═══ DATA LISTING ═══

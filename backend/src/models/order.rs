//! Order model
//!
//! A customer order waiting to be delivered along a known route.
//! Orders are immutable input to a simulation run.

use chrono::{DateTime, Utc};
use serde::{Deserialize, Serialize};

/// A delivery order
///
/// # Example
/// ```
/// use chrono::{TimeZone, Utc};
/// use delivery_simulator_core_rs::Order;
///
/// let created = Utc.with_ymd_and_hms(2025, 1, 6, 9, 0, 0).unwrap();
/// let order = Order::new("ORD-1", 1500.0, "R-7", created)
///     .with_delivered_at(created + chrono::Duration::minutes(35));
///
/// assert_eq!(order.route_id(), "R-7");
/// assert_eq!(order.observed_minutes(), Some(35.0));
/// ```
#[derive(Debug, Clone, PartialEq, Serialize, Deserialize)]
pub struct Order {
    /// Unique order identifier
    id: String,

    /// Order value in rupees
    value: f64,

    /// Identifier of the route this order is delivered on
    route_id: String,

    /// When the order was placed
    created_at: DateTime<Utc>,

    /// When the order was actually delivered, if that has been observed
    delivered_at: Option<DateTime<Utc>>,
}

impl Order {
    pub fn new(
        id: impl Into<String>,
        value: f64,
        route_id: impl Into<String>,
        created_at: DateTime<Utc>,
    ) -> Self {
        Self {
            id: id.into(),
            value,
            route_id: route_id.into(),
            created_at,
            delivered_at: None,
        }
    }

    /// Attach an observed delivery timestamp
    pub fn with_delivered_at(mut self, delivered_at: DateTime<Utc>) -> Self {
        self.delivered_at = Some(delivered_at);
        self
    }

    pub fn id(&self) -> &str {
        &self.id
    }

    pub fn value(&self) -> f64 {
        self.value
    }

    pub fn route_id(&self) -> &str {
        &self.route_id
    }

    pub fn created_at(&self) -> DateTime<Utc> {
        self.created_at
    }

    pub fn delivered_at(&self) -> Option<DateTime<Utc>> {
        self.delivered_at
    }

    /// Observed delivery duration in whole minutes, rounded up.
    ///
    /// `None` when no delivery has been observed.
    pub fn observed_minutes(&self) -> Option<f64> {
        self.delivered_at.map(|delivered| {
            let elapsed_ms = (delivered - self.created_at).num_milliseconds() as f64;
            (elapsed_ms / 60_000.0).ceil()
        })
    }
}

#[cfg(test)]
mod tests {
    use super::*;
    use chrono::{Duration, TimeZone};

    fn created() -> DateTime<Utc> {
        Utc.with_ymd_and_hms(2025, 3, 1, 8, 0, 0).unwrap()
    }

    #[test]
    fn test_observed_minutes_rounds_up_partial_minutes() {
        let order = Order::new("O1", 100.0, "R1", created())
            .with_delivered_at(created() + Duration::seconds(61));
        assert_eq!(order.observed_minutes(), Some(2.0));
    }

    #[test]
    fn test_observed_minutes_exact_minutes() {
        let order = Order::new("O1", 100.0, "R1", created())
            .with_delivered_at(created() + Duration::minutes(45));
        assert_eq!(order.observed_minutes(), Some(45.0));
    }

    #[test]
    fn test_no_observation() {
        let order = Order::new("O1", 100.0, "R1", created());
        assert_eq!(order.observed_minutes(), None);
    }
}
//! Monetary rounding
//!
//! All arithmetic inside a run is carried in `f64` without intermediate
//! rounding. Values are rounded to two decimals exactly once, when a
//! `SimulationResult` is produced.

/// Round to two decimal places, half-up (ties away from zero).
///
/// # Example
/// ```
/// use delivery_simulator_core_rs::core::round2;
///
/// assert_eq!(round2(1.005_f64 + 1e-9), 1.01);
/// assert_eq!(round2(2.344), 2.34);
/// assert_eq!(round2(-2.345), -2.35);
/// ```
pub fn round2(value: f64) -> f64 {
    if !value.is_finite() {
        return value;
    }
    let scaled = value.abs() * 100.0;
    // Snap values that sit a few ulps under a tie (e.g. 2.675 * 100) back onto it
    let nudged = scaled + scaled * f64::EPSILON * 4.0;
    let rounded = value.signum() * (nudged + 0.5).floor() / 100.0;
    // Normalise -0.0 to 0.0
    rounded + 0.0
}

/// Mean of a slice, or 0 for an empty slice.
pub fn mean(values: impl IntoIterator<Item = f64>) -> f64 {
    let (sum, count) = values
        .into_iter()
        .fold((0.0, 0usize), |(sum, count), v| (sum + v, count + 1));
    if count == 0 {
        0.0
    } else {
        sum / count as f64
    }
}
//! Stored record shapes and their conversion into domain models
//!
//! Records arrive loosely typed: most fields are optional and some have
//! defaults. Conversion fills the defaults, checks the values, and yields
//! fully-typed models, so nothing past this module deals with missing
//! fields.
//!
//! | Record | Default applied |
//! |--------|-----------------|
//! | driver `currentShiftHours` | `0` |
//! | driver `pastWeekHours` | `[]` |
//! | route `trafficLevel` | `Low` |

use crate::models::{Driver, Order, Route, TrafficLevel};
use chrono::{DateTime, Utc};
use serde::{Deserialize, Serialize};
use thiserror::Error;

/// A record that could not be turned into a model
#[derive(Debug, Error, PartialEq)]
pub enum RecordError {
    #[error("{record} record is missing required field '{field}'")]
    MissingField {
        record: &'static str,
        field: &'static str,
    },

    #[error("{record} record '{id}': {message}")]
    Invalid {
        record: &'static str,
        id: String,
        message: String,
    },
}

fn require<T>(value: Option<T>, record: &'static str, field: &'static str) -> Result<T, RecordError> {
    value.ok_or(RecordError::MissingField { record, field })
}

fn require_text(value: Option<String>, record: &'static str, field: &'static str) -> Result<String, RecordError> {
    match value {
        Some(text) if !text.trim().is_empty() => Ok(text),
        _ => Err(RecordError::MissingField { record, field }),
    }
}

fn invalid(record: &'static str, id: &str, message: String) -> RecordError {
    RecordError::Invalid {
        record,
        id: id.to_string(),
        message,
    }
}

/// Stored order
#[derive(Debug, Clone, Default, PartialEq, Serialize, Deserialize)]
#[serde(rename_all = "camelCase", default)]
pub struct OrderRecord {
    #[serde(skip_serializing_if = "Option::is_none")]
    pub order_id: Option<String>,
    #[serde(skip_serializing_if = "Option::is_none")]
    pub value_rs: Option<f64>,
    /// Route identifier
    #[serde(skip_serializing_if = "Option::is_none")]
    pub route: Option<String>,
    #[serde(skip_serializing_if = "Option::is_none")]
    pub created_at: Option<DateTime<Utc>>,
    #[serde(skip_serializing_if = "Option::is_none")]
    pub delivery_timestamp: Option<DateTime<Utc>>,
}

impl OrderRecord {
    pub fn to_order(&self) -> Result<Order, RecordError> {
        const RECORD: &str = "order";
        let id = require_text(self.order_id.clone(), RECORD, "orderId")?;
        let value = require(self.value_rs, RECORD, "valueRs")?;
        if !value.is_finite() || value <= 0.0 {
            return Err(invalid(RECORD, &id, format!("order value must be a positive number, got {value}")));
        }
        let route = require_text(self.route.clone(), RECORD, "route")?;
        let created_at = require(self.created_at, RECORD, "createdAt")?;

        let order = Order::new(id, value, route, created_at);
        Ok(match self.delivery_timestamp {
            Some(delivered_at) => order.with_delivered_at(delivered_at),
            None => order,
        })
    }
}

impl From<&Order> for OrderRecord {
    fn from(order: &Order) -> Self {
        Self {
            order_id: Some(order.id().to_string()),
            value_rs: Some(order.value()),
            route: Some(order.route_id().to_string()),
            created_at: Some(order.created_at()),
            delivery_timestamp: order.delivered_at(),
        }
    }
}

/// Stored driver
#[derive(Debug, Clone, Default, PartialEq, Serialize, Deserialize)]
#[serde(rename_all = "camelCase", default)]
pub struct DriverRecord {
    #[serde(alias = "_id", skip_serializing_if = "Option::is_none")]
    pub id: Option<String>,
    #[serde(skip_serializing_if = "Option::is_none")]
    pub name: Option<String>,
    #[serde(skip_serializing_if = "Option::is_none")]
    pub current_shift_hours: Option<f64>,
    #[serde(skip_serializing_if = "Option::is_none")]
    pub past_week_hours: Option<Vec<f64>>,
}

impl DriverRecord {
    pub fn to_driver(&self) -> Result<Driver, RecordError> {
        const RECORD: &str = "driver";
        let id = require_text(self.id.clone(), RECORD, "id")?;
        let name = require_text(self.name.clone(), RECORD, "name")?;
        let hours = self.current_shift_hours.unwrap_or(0.0);
        if !hours.is_finite() || hours < 0.0 {
            return Err(invalid(RECORD, &id, format!("shift hours cannot be negative, got {hours}")));
        }
        let past_week = self.past_week_hours.clone().unwrap_or_default();
        Ok(Driver::new(id, name, hours).with_past_week_hours(past_week))
    }
}

impl From<&Driver> for DriverRecord {
    fn from(driver: &Driver) -> Self {
        Self {
            id: Some(driver.id().to_string()),
            name: Some(driver.name().to_string()),
            current_shift_hours: Some(driver.current_shift_hours()),
            past_week_hours: Some(driver.past_week_hours().to_vec()),
        }
    }
}

/// Stored route
#[derive(Debug, Clone, Default, PartialEq, Serialize, Deserialize)]
#[serde(rename_all = "camelCase", default)]
pub struct RouteRecord {
    #[serde(skip_serializing_if = "Option::is_none")]
    pub route_id: Option<String>,
    #[serde(skip_serializing_if = "Option::is_none")]
    pub distance_km: Option<f64>,
    #[serde(skip_serializing_if = "Option::is_none")]
    pub traffic_level: Option<String>,
    #[serde(skip_serializing_if = "Option::is_none")]
    pub base_time_min: Option<f64>,
}

impl RouteRecord {
    pub fn to_route(&self) -> Result<Route, RecordError> {
        const RECORD: &str = "route";
        let id = require_text(self.route_id.clone(), RECORD, "routeId")?;
        let distance = require(self.distance_km, RECORD, "distanceKm")?;
        if !distance.is_finite() || distance <= 0.0 {
            return Err(invalid(RECORD, &id, format!("distance must be a positive number, got {distance}")));
        }
        let base_time = require(self.base_time_min, RECORD, "baseTimeMin")?;
        if !base_time.is_finite() || base_time <= 0.0 {
            return Err(invalid(RECORD, &id, format!("base time must be a positive number, got {base_time}")));
        }
        let traffic = match &self.traffic_level {
            Some(level) => level
                .parse::<TrafficLevel>()
                .map_err(|e| invalid(RECORD, &id, e.to_string()))?,
            None => TrafficLevel::Low,
        };
        Ok(Route::new(id, distance, traffic, base_time))
    }
}

impl From<&Route> for RouteRecord {
    fn from(route: &Route) -> Self {
        Self {
            route_id: Some(route.id.clone()),
            distance_km: Some(route.distance_km),
            traffic_level: Some(route.traffic.to_string()),
            base_time_min: Some(route.base_time_min),
        }
    }
}

/// Every stored collection; the on-disk format of a JSON dataset
#[derive(Debug, Clone, Default, PartialEq, Serialize, Deserialize)]
#[serde(default)]
pub struct Dataset {
    pub orders: Vec<OrderRecord>,
    pub drivers: Vec<DriverRecord>,
    pub routes: Vec<RouteRecord>,
}

impl Dataset {
    /// Build a dataset from domain models
    pub fn from_models(orders: &[Order], drivers: &[Driver], routes: &[Route]) -> Self {
        Self {
            orders: orders.iter().map(OrderRecord::from).collect(),
            drivers: drivers.iter().map(DriverRecord::from).collect(),
            routes: routes.iter().map(RouteRecord::from).collect(),
        }
    }
}

#[cfg(test)]
mod tests {
    use super::*;

    #[test]
    fn test_driver_defaults() {
        let record: DriverRecord = serde_json::from_str(r#"{"_id": "d1", "name": "Ravi"}"#).unwrap();
        let driver = record.to_driver().unwrap();
        assert_eq!(driver.id(), "d1");
        assert_eq!(driver.current_shift_hours(), 0.0);
        assert!(driver.past_week_hours().is_empty());
    }

    #[test]
    fn test_driver_negative_hours_rejected() {
        let record = DriverRecord {
            id: Some("d1".to_string()),
            name: Some("Ravi".to_string()),
            current_shift_hours: Some(-1.0),
            past_week_hours: None,
        };
        assert!(matches!(record.to_driver(), Err(RecordError::Invalid { .. })));
    }

    #[test]
    fn test_blank_name_is_missing() {
        let record = DriverRecord {
            id: Some("d1".to_string()),
            name: Some("   ".to_string()),
            ..Default::default()
        };
        assert_eq!(
            record.to_driver(),
            Err(RecordError::MissingField {
                record: "driver",
                field: "name"
            })
        );
    }

    #[test]
    fn test_route_traffic_default_and_unknown() {
        let record: RouteRecord =
            serde_json::from_str(r#"{"routeId": "R1", "distanceKm": 12.5, "baseTimeMin": 30}"#).unwrap();
        assert_eq!(record.to_route().unwrap().traffic, TrafficLevel::Low);

        let record = RouteRecord {
            traffic_level: Some("Gridlock".to_string()),
            ..record
        };
        assert!(record.to_route().is_err());
    }

    #[test]
    fn test_route_zero_distance_rejected() {
        let record = RouteRecord {
            route_id: Some("R1".to_string()),
            distance_km: Some(0.0),
            traffic_level: None,
            base_time_min: Some(10.0),
        };
        assert!(record.to_route().is_err());
    }

    #[test]
    fn test_order_parses_timestamps() {
        let record: OrderRecord = serde_json::from_str(
            r#"{
                "orderId": "O1",
                "valueRs": 1200,
                "route": "R1",
                "createdAt": "2025-01-06T09:00:00Z",
                "deliveryTimestamp": "2025-01-06T09:42:10Z"
            }"#,
        )
        .unwrap();
        let order = record.to_order().unwrap();
        assert_eq!(order.observed_minutes(), Some(43.0));
    }

    #[test]
    fn test_order_requires_created_at_and_positive_value() {
        let record = OrderRecord {
            order_id: Some("O1".to_string()),
            value_rs: Some(100.0),
            route: Some("R1".to_string()),
            created_at: None,
            delivery_timestamp: None,
        };
        assert_eq!(
            record.to_order(),
            Err(RecordError::MissingField {
                record: "order",
                field: "createdAt"
            })
        );

        let record = OrderRecord {
            value_rs: Some(0.0),
            created_at: Some(Utc::now()),
            ..record
        };
        assert!(matches!(record.to_order(), Err(RecordError::Invalid { .. })));
    }
}
//! Orchestrator Engine
//!
//! Runs one simulation end to end:
//!
//! ```text
//! 1. Validate request parameters (before any I/O)
//! 2. Fetch orders, routes and drivers; abort if any collection is empty
//! 3. Snapshot the roster (fingerprint for the conflict check)
//! 4. Build the route index
//! 5. Allocate orders in batch order; for each placement:
//!      estimate duration -> economics -> aggregate -> add driver hours
//! 6. Package KPIs (rounded once, here)
//! 7. Re-check the roster fingerprint, then persist final driver hours
//! ```
//!
//! Steps 4-6 are the pure [`simulate`] function; the [`Simulator`] wraps it
//! with the record store and serialises runs that share that store.
//!
//! # Example
//!
//! ```rust
//! use chrono::Utc;
//! use delivery_simulator_core_rs::store::InMemoryStore;
//! use delivery_simulator_core_rs::{Driver, Order, Route, SimulationRequest, Simulator, TrafficLevel};
//!
//! let now = Utc::now();
//! let store = InMemoryStore::from_models(
//!     &[Order::new("O1", 500.0, "R1", now), Order::new("O2", 500.0, "R1", now)],
//!     &[Driver::new("D1", "Asha", 0.0), Driver::new("D2", "Ravi", 0.0), Driver::new("D3", "Meena", 0.0)],
//!     &[Route::new("R1", 10.0, TrafficLevel::Low, 30.0)],
//! );
//!
//! let simulator = Simulator::new(store);
//! let report = simulator.run(&SimulationRequest::new(3, "09:00", 8.0)).unwrap();
//!
//! assert_eq!(report.result.total_profit, 900.0);
//! assert_eq!(report.result.efficiency_score, 100.0);
//! assert_eq!(report.result.fuel_costs.low, 100.0);
//! ```

use crate::aggregation::{KpiAccumulator, RunTotals, SimulationResult};
use crate::allocation::{allocate, AllocationState, Assignment};
use crate::core::StartTime;
use crate::economics::order_economics;
use crate::estimation::estimate_delivery;
use crate::models::{Driver, Event, EventLog, Order, Route};
use crate::orchestrator::persistence::{persist_driver_hours, DriverHours};
use crate::orchestrator::request::{RunParameters, SimulationRequest};
use crate::orchestrator::snapshot::RosterSnapshot;
use crate::orchestrator::{Collection, SimulationError};
use crate::routing::RouteIndex;
use crate::rules::SimulationRules;
use crate::store::RecordStore;
use parking_lot::Mutex;
use tracing::{debug, info, warn};
use uuid::Uuid;

// ============================================================================
// Pure computation
// ============================================================================

/// Everything a run computes before persistence
#[derive(Debug, Clone, PartialEq)]
pub struct RunComputation {
    pub result: SimulationResult,

    /// Placements, in batch order
    pub assignments: Vec<Assignment>,

    /// Orders never placed because no driver had capacity left
    pub unassigned: Vec<String>,

    /// Placed orders whose route did not resolve
    pub unrouted: Vec<String>,

    /// Starting and final hours of each driver used, in roster order
    pub driver_hours: Vec<DriverHours>,

    pub events: EventLog,
}

/// Simulate a batch of orders against the first `usable_drivers` drivers.
///
/// Performs no I/O. `usable_drivers` is clamped to the roster size.
pub fn simulate(
    orders: &[Order],
    drivers: &[Driver],
    routes: &[Route],
    usable_drivers: usize,
    max_hours: f64,
    rules: &SimulationRules,
) -> RunComputation {
    let roster = &drivers[..usable_drivers.min(drivers.len())];
    let index = RouteIndex::new(routes.iter().cloned());

    let mut kpis = KpiAccumulator::new();
    let mut events = EventLog::new();
    let mut unrouted = Vec::new();

    let state = AllocationState::new(roster.iter().map(Driver::current_shift_hours).collect());
    let (outcome, state) = allocate(state, orders, max_hours, |order, assignment| {
        let driver_id = roster[assignment.driver].id();
        events.log(Event::OrderAssigned {
            sequence: assignment.sequence,
            order_id: order.id().to_string(),
            driver_id: driver_id.to_string(),
            hours_before: assignment.hours_before,
        });

        let Some(route) = index.get(order.route_id()) else {
            warn!(order_id = order.id(), route_id = order.route_id(), "route not found, order excluded from economics");
            events.log(Event::RouteUnresolved {
                sequence: assignment.sequence,
                order_id: order.id().to_string(),
                route_id: order.route_id().to_string(),
            });
            kpis.add_unrouted();
            unrouted.push(order.id().to_string());
            return None;
        };

        let estimate = estimate_delivery(order, route, assignment.hours_before, rules);
        let economics = order_economics(order.value(), route, estimate.minutes, rules);
        kpis.add(&economics, route.traffic);

        debug!(
            order_id = order.id(),
            driver_id,
            minutes = estimate.minutes,
            fatigued = estimate.fatigued,
            on_time = economics.on_time,
            profit = economics.profit,
            "order delivered"
        );
        events.log(Event::DeliveryCompleted {
            sequence: assignment.sequence,
            order_id: order.id().to_string(),
            driver_id: driver_id.to_string(),
            minutes: estimate.minutes,
            fatigued: estimate.fatigued,
            observed: estimate.observed,
            on_time: economics.on_time,
            profit: economics.profit,
        });

        Some(estimate.minutes)
    });

    if let Some(first) = outcome.unassigned.first() {
        let remaining = outcome.unassigned.len();
        warn!(order_id = %first, remaining, "no driver under the hour cap, allocation stopped");
        events.log(Event::AllocationExhausted {
            sequence: orders.len() - remaining,
            order_id: first.clone(),
            remaining,
        });
    }

    let driver_hours = roster
        .iter()
        .zip(state.hours())
        .map(|(driver, &final_hours)| DriverHours {
            driver_id: driver.id().to_string(),
            starting_hours: driver.current_shift_hours(),
            final_hours,
        })
        .collect();

    let totals = RunTotals::new(orders, roster.len(), index.source_len());

    RunComputation {
        result: kpis.finish(totals),
        assignments: outcome.assignments,
        unassigned: outcome.unassigned,
        unrouted,
        driver_hours,
        events,
    }
}

// ============================================================================
// Simulator
// ============================================================================

/// Outcome of a simulation run
#[derive(Debug, Clone, PartialEq)]
pub struct RunReport {
    pub run_id: Uuid,
    pub start_time: StartTime,
    pub max_hours: f64,

    /// KPIs in response shape
    pub result: SimulationResult,

    pub assignments: Vec<Assignment>,
    pub unassigned: Vec<String>,
    pub unrouted: Vec<String>,
    pub driver_hours: Vec<DriverHours>,
    pub events: EventLog,

    /// Final hours were written to the store
    pub persisted: bool,
}

/// Runs simulations against a record store
///
/// Runs on the same simulator never overlap: each holds the run lock from
/// fetch to the last write. Changes made to the store by anyone else while
/// a run computes are caught by the roster fingerprint check.
pub struct Simulator<S> {
    store: S,
    rules: SimulationRules,
    run_lock: Mutex<()>,
}

impl<S: RecordStore> Simulator<S> {
    /// Simulator with the default rules
    pub fn new(store: S) -> Self {
        Self {
            store,
            rules: SimulationRules::default(),
            run_lock: Mutex::new(()),
        }
    }

    /// Simulator with a custom rule set
    pub fn with_rules(store: S, rules: SimulationRules) -> Result<Self, SimulationError> {
        rules.validate()?;
        Ok(Self {
            store,
            rules,
            run_lock: Mutex::new(()),
        })
    }

    pub fn store(&self) -> &S {
        &self.store
    }

    pub fn rules(&self) -> &SimulationRules {
        &self.rules
    }

    /// Run a simulation and persist the final driver hours
    pub fn run(&self, request: &SimulationRequest) -> Result<RunReport, SimulationError> {
        self.execute(request, true)
    }

    /// Run a simulation without writing anything back
    pub fn preview(&self, request: &SimulationRequest) -> Result<RunReport, SimulationError> {
        self.execute(request, false)
    }

    fn execute(&self, request: &SimulationRequest, persist: bool) -> Result<RunReport, SimulationError> {
        let params = request.validate()?;
        let _guard = self.run_lock.lock();
        let run_id = Uuid::new_v4();

        let (orders, drivers, routes) = self.fetch()?;
        let snapshot = RosterSnapshot::capture(&drivers);
        let usable = params.drivers.min(drivers.len());

        info!(
            %run_id,
            orders = orders.len(),
            drivers = usable,
            routes = routes.len(),
            max_hours = params.max_hours,
            start_time = %params.start_time,
            "simulation started"
        );

        let mut computation = simulate(&orders, &drivers, &routes, usable, params.max_hours, &self.rules);

        if persist {
            self.check_roster(&snapshot)?;
            persist_driver_hours(&self.store, &computation.driver_hours, &mut computation.events)?;
        }

        info!(
            %run_id,
            total_profit = computation.result.total_profit,
            efficiency_score = computation.result.efficiency_score,
            on_time = computation.result.on_time_deliveries,
            late = computation.result.late_deliveries,
            unassigned = computation.unassigned.len(),
            persisted = persist,
            "simulation finished"
        );

        Ok(report(run_id, params, computation, persist))
    }

    /// Fetch every collection, failing on the first empty one
    fn fetch(&self) -> Result<(Vec<Order>, Vec<Driver>, Vec<Route>), SimulationError> {
        let orders = self.store.fetch_orders()?;
        let routes = self.store.fetch_routes()?;
        let drivers = self.store.fetch_drivers()?;

        if orders.is_empty() {
            return Err(SimulationError::MissingData(Collection::Orders));
        }
        if routes.is_empty() {
            return Err(SimulationError::MissingData(Collection::Routes));
        }
        if drivers.is_empty() {
            return Err(SimulationError::MissingData(Collection::Drivers));
        }
        Ok((orders, drivers, routes))
    }

    fn check_roster(&self, snapshot: &RosterSnapshot) -> Result<(), SimulationError> {
        let current = RosterSnapshot::capture(&self.store.fetch_drivers()?);
        if !snapshot.matches(&current) {
            warn!(expected = %snapshot.fingerprint, found = %current.fingerprint, "driver roster changed during run");
            return Err(SimulationError::RosterConflict {
                expected: snapshot.fingerprint.clone(),
                found: current.fingerprint,
            });
        }
        Ok(())
    }
}

fn report(run_id: Uuid, params: RunParameters, computation: RunComputation, persisted: bool) -> RunReport {
    RunReport {
        run_id,
        start_time: params.start_time,
        max_hours: params.max_hours,
        result: computation.result,
        assignments: computation.assignments,
        unassigned: computation.unassigned,
        unrouted: computation.unrouted,
        driver_hours: computation.driver_hours,
        events: computation.events,
        persisted,
    }
}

═══

EXERCISE BRIEF: Go through the entries above and report every line in which the word "impl" appears.

EXPECTED ANSWER:
impl Order {
        id: impl Into<String>,
        route_id: impl Into<String>,
pub fn mean(values: impl IntoIterator<Item = f64>) -> f64 {
impl OrderRecord {
impl From<&Order> for OrderRecord {
impl DriverRecord {
impl From<&Driver> for DriverRecord {
impl RouteRecord {
impl From<&Route> for RouteRecord {
impl Dataset {
impl<S: RecordStore> Simulator<S> {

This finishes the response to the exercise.